A ‘Game Changer’ Law May Help Black Farmers Secure Threatened Land Legacies

Since the start of 2021, seven states and the District of Columbia have introduced a law that could address devastating land loss that disproportionately affects African-American farmers. They join the 18 states that enacted the Uniform Partition of Heirs Property Act (UPHPA) between 2012 and 2020 to address the phenomenon of heirs’ property.

Advocates call this law “game-changing,” and Savi Horne of the Land Loss Prevention Project tells Food Tank that “Congress members are some of the ones really pushing [the UPHPA] in their states.”

In 1910, about 20 percent of Black farmers owned the land they farmed, approximately 16 million acres at the height of ownership, according to the U.S. Department of Agriculture (USDA). But by 2017, Black land ownership had fallen by 90 percent to approximately 1.6 million acres. Violence and intimidation, along with years of neglect and racist treatment from the USDA, contributed to the failure of Black-owned farms and worsened land loss.

Given the role of land ownership in wealth creation in the U.S., this land loss contributes to the modern racial wealth gap. The UPHPA seeks to reverse this trend by helping landowners retain their land. And while heirs’ property affects Americans of all backgrounds, the highest proportions are in the Black Belt South. Virginia, Mississippi, Florida, and New York all passed the UPHPA in 2020.

Francine Miller, attorney at the Vermont Law School Center for Agriculture & Food Systems (CAFS), sees the media attention on heirs’ property as reflecting current events. Miller tells Food Tank, “The reckoning that America has been going through around its history with race is part of what is happening here.”

According to the CAFS Farmland Access Legal Toolkit, heirs’ property results when a property owner dies without a will or leaves property to heirs in a legal form called tenancy-in-common. In these cases, state inheritance laws grant co-ownership of the property to all surviving family members, known as co-tenants. The number of co-tenants increases with each successive generation, and each heir legally has a say in the use of the entire property.

Co-tenants may be unknown to each other, may not even know the property exists, or may not agree on how to use it. Marcus Comer, Board Chair of the Black Family Land Trust, tells Food Tank that some families “only find out they have heirs’ property from trying to farm.”

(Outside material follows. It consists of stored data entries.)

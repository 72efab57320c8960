//! OS signal handling.
//!
//! Ctrl-C requests cancellation. A transaction already broadcast stays
//! broadcast; the watcher stops at its next poll boundary.

use crate::lifecycle::cancel::CancelHandle;
use std::sync::Arc;

/// Spawn a task that cancels `handle` on Ctrl-C.
pub fn cancel_on_ctrl_c(handle: Arc<CancelHandle>) -> tokio::task::JoinHandle<()> {
    tokio::spawn(async move {
        match tokio::signal::ctrl_c().await {
            Ok(()) => {
                tracing::warn!("Interrupt received, cancelling at the next safe point");
                handle.cancel();
            }
            Err(e) => tracing::error!(error = %e, "Failed to listen for Ctrl-C"),
        }
    })
}
//! Observability subsystem.
//!
//! # Data Flow
//! ```text
//! Transfer pipeline produces:
//!     → logging.rs (structured log events)
//!     → metrics.rs (counters)
//! ```
//!
//! # Design Decisions
//! - Structured logging with the transaction hash as the correlation field
//! - Key material never reaches a log line or a metric label
//! - Metrics are cheap (atomic increments); without an installed recorder they are no-ops

pub mod logging;
pub mod metrics;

The lack of clear title makes it impossible for individuals to legally improve the land, to use it as collateral, or to access disaster relief, other funding, or USDA programs requiring a farm number.

Prior to the UPHPA, co-tenants could sell their shares of the land without the consent or knowledge of their co-tenants. The new owner could then request a partition action, which requires all of the land to be sold at auction—with the profits divided among the heirs—regardless of the other co-tenants’ wishes.

In this way, the new owner could purchase the auctioned land at a price drastically below market value, leaving the family heirs landless and sometimes making them homeless.

First passed in Nevada, the UPHPA requires that the co-tenants have the chance to buy out the co-tenant who wants to sell. Courts must also consider non-economic factors, including the cultural significance of the property and potential hardships created by evictions. Only as a last resort should a partition sale proceed, with the price reflecting market value.

Some families have effectively used the UPHPA, but many others eligible to use it cannot afford the legal fees involved. A 2018 Farm Bill provision authorizes US$10 million annually for heirs’ property owners to pay legal costs related to settling land claims. Through the relending program, owners can apply for up US$600,000 in assistance. Mavis Gragg of the American Forest Foundation’s Sustainable Forestry and African American Land Retention Program tells Food Tank that the provision gives preference to UPHPA states. “[Lending institutions] in UPHPA states will have an automatic edge over their peers in other states,” says Gragg.

The 2018 Farm Bill also has a provision to help heirs’ property owners operating farms to get a farm number, allowing access to USDA programs. This process will also be easier in UPHPA states, encouraging momentum and strategizing to pass the UPHPA nationally.

The USDA has issued guidance for heirs’ property owners wanting a farm number. How the USDA communicates this guidance is crucial to ensuring uptake, according to Dãnia Davy, Director of Land Retention & Advocacy at the Federation of Southern Cooperatives/Land Assistance Fund.

To evaluate heirs’ property owners’ access to USDA programs, the Federation is conducting research that will undergird future coalition building and advocacy. “We have the legislation, the articles, the recommendations … to understand the needs of heirs’ property owners. We need more help to do the lifting,” Davy tells Food Tank.